Twenty minutes later, the body count increased to over 1000. And they kept coming and coming and coming and coming until over 2000, maybe even 3000, worked their way inside to watch this up and coming Seattle band. Not only was it the biggest local audience The Blakes have played to this year, but the most responsive since February's raucous Chop Suey audience.
The Blakes played usual favorites like "Magoo", "Modern Man" and "Commit" (apparently a favorite of Elton John) and many seemed to recognize each of them from the first chords. But those who didn't, those who showed up out of curiousity, were really taken by the trio's sound - a straightforward dose of hard rock with a Southern-like twist, kind of a punk n' roll cowboy if you will.
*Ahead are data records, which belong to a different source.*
//! Per-file content cache.
//!
//! Each listed file's bytes are produced by the transform command with the filename bound into
//! its environment. At most one transform runs per filename at a time: callers arriving while one
//! is running wait for it and observe the same outcome. Failures are cached too, for a shorter
//! window, so a persistently failing transform is not re-run on every read.

use std::ffi::OsStr;
use std::future::Future;
use std::sync::{Arc, Mutex};
use std::time::Duration;

use bytes::Bytes;
use tokio::time::Instant;
use tracing::{debug, instrument, warn};

use crate::cache::async_backed::FutureBackedCache;
use crate::cache::eviction::lru::LruEvictionTracker;
use crate::command::{CommandError, CommandRunner};
use crate::fs::FsError;
use crate::listing::Listing;

/// The most recent outcome of materializing one file.
#[derive(Debug, Clone)]
pub enum ContentRecord {
    /// The transform succeeded.
    Ready {
        /// Captured standard output.
        bytes: Bytes,
        /// When the transform finished.
        obtained_at: Instant,
    },
    /// The transform failed.
    Failed {
        /// Why it failed.
        error: Arc<CommandError>,
        /// When the transform finished.
        obtained_at: Instant,
    },
}

impl ContentRecord {
    /// When the transform that produced this record finished.
    #[must_use]
    pub fn obtained_at(&self) -> Instant {
        match self {
            Self::Ready { obtained_at, .. } | Self::Failed { obtained_at, .. } => *obtained_at,
        }
    }

    fn is_fresh(&self, freshness: Duration, failure_window: Duration) -> bool {
        let window = match self {
            Self::Ready { .. } => freshness,
            Self::Failed { .. } => failure_window,
        };
        self.obtained_at().elapsed() < window
    }
}

/// Tunables for a [`ContentCache`].
#[derive(Debug, Clone)]
pub struct ContentCacheConfig {
    /// Transform command template.
    pub command: Arc<str>,
    /// Name of the environment variable the filename is bound to.
    pub input_var: Arc<str>,
    /// How long `Ready` content is served without re-running the transform.
    pub freshness: Duration,
    /// How long a failure is served without re-running the transform.
    pub failure_window: Duration,
    /// Upper bound on the total size of `Ready` content kept in memory.
    pub max_bytes: Option<u64>,
}

/// Maps logical filenames to their materialized content.
pub struct ContentCache<R: CommandRunner> {
    runner: Arc<R>,
    config: ContentCacheConfig,
    records: FutureBackedCache<Arc<OsStr>, ContentRecord>,
    lru: Option<LruEvictionTracker<Arc<OsStr>>>,
    /// The newest listing records were pruned against.
    pruned_against: Mutex<Option<Arc<Listing>>>,
}

impl<R: CommandRunner> ContentCache<R> {
    /// Create an empty content cache.
    pub fn new(runner: Arc<R>, config: ContentCacheConfig) -> Self {
        let lru = config.max_bytes.map(LruEvictionTracker::new);
        Self {
            runner,
            config,
            records: FutureBackedCache::default(),
            lru,
            pruned_against: Mutex::new(None),
        }
    }

    /// Return the content of `name`, running the transform if nothing fresh is cached.
    ///
    /// Fails with [`FsError::NameNotFound`] without running anything if `name` is not in
    /// `listing`, and with [`FsError::ContentUnavailable`] if the transform failed.
    #[instrument(name = "ContentCache::get_content", skip(self, listing))]
    pub async fn get_content(&self, listing: &Listing, name: &OsStr) -> Result<Bytes, FsError> {
        let Some(key) = listing.get(name) else {
            return Err(FsError::NameNotFound(name.to_os_string()));
        };

        let (freshness, failure_window) = (self.config.freshness, self.config.failure_window);
        let record = self
            .records
            .get_or_refresh(
                Arc::clone(key),
                |r| r.is_fresh(freshness, failure_window),
                |_| self.materialize(Arc::clone(key)),
            )
            .await;

        self.forget_if_pruned(key, listing.generation());

        match record {
            ContentRecord::Ready { bytes, .. } => {
                self.account(key, bytes.len());
                Ok(bytes)
            }
            ContentRecord::Failed { error, .. } => {
                // No bytes are held for a failed record.
                if let Some(lru) = &self.lru {
                    lru.remove(key);
                }
                Err(FsError::ContentUnavailable {
                    name: key.to_os_string(),
                    source: error,
                })
            }
        }
    }

    /// Size of the materialized content of `name`, if it is currently `Ready`.
    #[must_use]
    pub fn known_size(&self, name: &Arc<OsStr>) -> Option<u64> {
        match self.records.peek_ready(name)? {
            ContentRecord::Ready { bytes, .. } => Some(bytes.len() as u64),
            ContentRecord::Failed { .. } => None,
        }
    }

    /// Returns `true` if a transform is currently running for `name`.
    #[must_use]
    pub fn is_fetching(&self, name: &Arc<OsStr>) -> bool {
        self.records.is_in_flight(name)
    }

    /// Drop the record (and any in-flight reservation) of every name that is not in `listing`.
    ///
    /// Readers still working from an older listing do not re-create records for the dropped
    /// names.
    pub fn retain_listed(&self, listing: &Arc<Listing>) {
        {
            let mut pruned = self
                .pruned_against
                .lock()
                .unwrap_or_else(std::sync::PoisonError::into_inner);
            if pruned
                .as_ref()
                .is_some_and(|p| p.generation() >= listing.generation())
            {
                return;
            }
            *pruned = Some(Arc::clone(listing));
        }
        self.records.retain_sync(|name| listing.contains(name));
        if let Some(lru) = &self.lru {
            lru.retain(|name| listing.contains(name));
        }
    }

    /// Drop `key` again if a listing newer than `generation` was pruned against and no longer
    /// lists it.
    ///
    /// Runs after the record was stored: either the pruning pass saw the record, or this check
    /// sees the newer listing.
    fn forget_if_pruned(&self, key: &Arc<OsStr>, generation: u64) {
        let pruned = self
            .pruned_against
            .lock()
            .unwrap_or_else(std::sync::PoisonError::into_inner)
            .clone();
        let Some(pruned) = pruned else {
            return;
        };
        if pruned.generation() > generation && !pruned.contains(key) {
            debug!(name = ?key, "dropping content of a name that left the listing");
            self.records.remove_sync(key);
            if let Some(lru) = &self.lru {
                lru.remove(key);
            }
        }
    }

    /// Number of records, including in-flight ones.
    #[must_use]
    pub fn len(&self) -> usize {
        self.records.len()
    }

    /// Returns `true` if nothing is cached or in flight.
    #[must_use]
    pub fn is_empty(&self) -> bool {
        self.records.is_empty()
    }

    /// Bytes currently accounted against the memory bound, if one is configured.
    #[must_use]
    pub fn accounted_bytes(&self) -> Option<u64> {
        self.lru.as_ref().map(LruEvictionTracker::total_bytes)
    }

    fn account(&self, key: &Arc<OsStr>, len: usize) {
        let Some(lru) = &self.lru else {
            return;
        };
        for victim in lru.touch(key, len as u64) {
            if self.records.evict_ready_sync(&victim) {
                debug!(name = ?victim, "evicted content to respect the memory bound");
            }
        }
    }

    /// Build the materialization future. The transform runs in its own task so a caller that
    /// gives up does not cancel it.
    fn materialize(
        &self,
        name: Arc<OsStr>,
    ) -> impl Future<Output = ContentRecord> + Send + use<R> {
        let runner = Arc::clone(&self.runner);
        let command = Arc::clone(&self.config.command);
        let bindings = vec![(self.config.input_var.to_string(), name.to_os_string())];
        async move {
            let task = tokio::spawn(async move { runner.run(&command, &bindings).await });
            let outcome = task
                .await
                .unwrap_or_else(|e| Err(CommandError::Aborted(e.to_string())));
            let obtained_at = Instant::now();

            match outcome {
                Ok(out) => {
                    debug!(name = ?name, bytes = out.stdout.len(), "content materialized");
                    ContentRecord::Ready {
                        bytes: out.stdout,
                        obtained_at,
                    }
                }
                Err(e) => {
                    warn!(
                        name = ?name,
                        exit_code = ?e.exit_code(),
                        error = %e,
                        "transform command failed"
                    );
                    ContentRecord::Failed {
                        error: Arc::new(e),
                        obtained_at,
                    }
                }
            }
        }
    }
}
On this afternoon, they sounded sharper and more present than their March appearance at the High Dive. Everything worked: Garnet Keim's searing vocals, Snow Keim's thumping bass, and even more effective, Bob Husak's pounding on drums. Having seen these guys three times prior to yesterday's show, I'd never heard better percussion out of them until now - maybe it was the space or a larger stage, but the drumbeats were stronger.
Snow Keim served as the group's spokesperson, greeting everyone in between songs and introducing set list selections with the actual titles, something a lot of live acts don't do enough of. Especially in this modern age of iPhones and Blackberries, concertgoers can immediately type in a song title on their personal electronic devices to download later at their convenience.
"Don't Bother Me" was loose and fun, "Pistol Grip" was tight and slightly intense, yet what stood out for me was a new track called "Before" that will appear on a yet to be announced next record. If there was any question that The Blakes would be a one album wonder, "Before" answers that question. It's a smart, kind of dramatic piece with a great chorus that gradually kicks up speed. I can't wait for this to be recorded.
"Vampire" was terrific, and people near me took advantage of its catchy riff to dance. Ditto for "Run", a fast-paced tune with riffs a plenty.
Prior to "Two Times" being played, it was requested by loud shouts - the crowd was ready for it. I've heard different renditions of this song live, both in concert and on the Internet, and The Blakes continue to perform variations of it. Yesterday's version was shorter and less meatier than what was played at Nuemos earlier this summer, and perhaps that was due to a limited set time. But it didn't have the crunch, the impact that I wished for. "Two Times" is the band's centerpiece, the most awaited song of the night, or in this case afternoon, and it should really be performed at full-throttle.
At Bumbershoot, like most festivals, it's easy to leave a performance that just doesn't do it for you. And I've seen people leave in droves at shows in past years because the band just plain sucked. But The Blakes retained up to 90% of those assembled at the start of their concert until the very end, and with so many talented acts playing on other stages throughout Seattle Center yesterday, this was a cool bonus on top of a better-than-expected turnout.